Pintu lift itu kembali tertutup dan menuju ke basemant parkiran. Tanpa memaksa perempuan tadi untuk ikut bersamanya, Fatih memutuskan untuk menghargai atas sikap dan tindakan perempuan itu. Karena pada dasarnya dia juga seperti itu, berusaha menghindari untuk berduaan dengan lawan jenis. Hanya saja... Fatih tidak mengerti mengapa dia yang justru menawarkan diri pada perempuan itu. Padahal, biasanya Fatih lah yang menjadi orang pertama yang akan bertindak seperti perempuan tadi. Seperti yang selalu dilakukannya pada Miranda, sekretaris yang selaluuuuuu saja mencuri-curi kesempatan agar bisa berduaan dengannya.

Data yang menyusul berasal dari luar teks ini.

//! S3-backed object store.

use async_trait::async_trait;
use aws_sdk_s3::Client;
use aws_sdk_s3::error::{DisplayErrorContext, SdkError};
use aws_sdk_s3::primitives::ByteStream;
use bytes::Bytes;
use tracing::debug;

use crate::domain::AssetKey;
use crate::domain::ports::{AssetReference, AssetStore, AssetStoreError};

/// [`AssetStore`] writing objects to one S3 bucket.
#[derive(Debug, Clone)]
pub struct S3AssetStore {
    client: Client,
    bucket: String,
}

impl S3AssetStore {
    /// Create a store for `bucket`.
    pub fn new(client: Client, bucket: impl Into<String>) -> Self {
        Self {
            client,
            bucket: bucket.into(),
        }
    }
}

fn map_sdk_error<E, R>(err: SdkError<E, R>) -> AssetStoreError
where
    E: std::error::Error + 'static,
    R: std::fmt::Debug,
{
    let message = DisplayErrorContext(&err).to_string();
    match err {
        SdkError::DispatchFailure(_) | SdkError::TimeoutError(_) => {
            AssetStoreError::unavailable(message)
        }
        _ => AssetStoreError::rejected(message),
    }
}

#[async_trait]
impl AssetStore for S3AssetStore {
    async fn put(&self, key: &AssetKey, data: Bytes) -> Result<AssetReference, AssetStoreError> {
        debug!(bucket = %self.bucket, asset_key = %key, bytes = data.len(), "PutObject");
        let output = self
            .client
            .put_object()
            .bucket(&self.bucket)
            .key(key.as_ref())
            .body(ByteStream::from(data))
            .send()
            .await
            .map_err(map_sdk_error)?;
        Ok(AssetReference {
            container: self.bucket.clone(),
            key: key.clone(),
            version: output.version_id().map(str::to_owned),
        })
    }
}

Begitu juga dengan Shyifa. Dia baru pertama kali melihat ikhwan seperti laki-laki tadi. Selama Shyifa bekerja di sini, dia tidak pernah bertemu dengan orang yang memiliki ciri-ciri seperti laki-laki tadi. Dan anehnya, kenapa Shyifa merasa sangat familiar. Selama perjalanan pulang ke kosannya, Shyifa terus saja berusaha mengingat-ingat di mana dia pernah bertemu dengan laki-laki itu.
" Astaghfirullah..." Shyifa baru tersadar. Dia telah melakukan sebuah kesalahan, bukannya memikirkan Allah dia justru berjam-jam memikirkan hamba yang baru saja dikenalnya. Ada apa ini? Shyifa segera menggeleng-gelengkan kepalanya. Mengusir suara laki-laki tadi yang entah mengapa seperti lagu yang terngiang-ngiang di memorinya.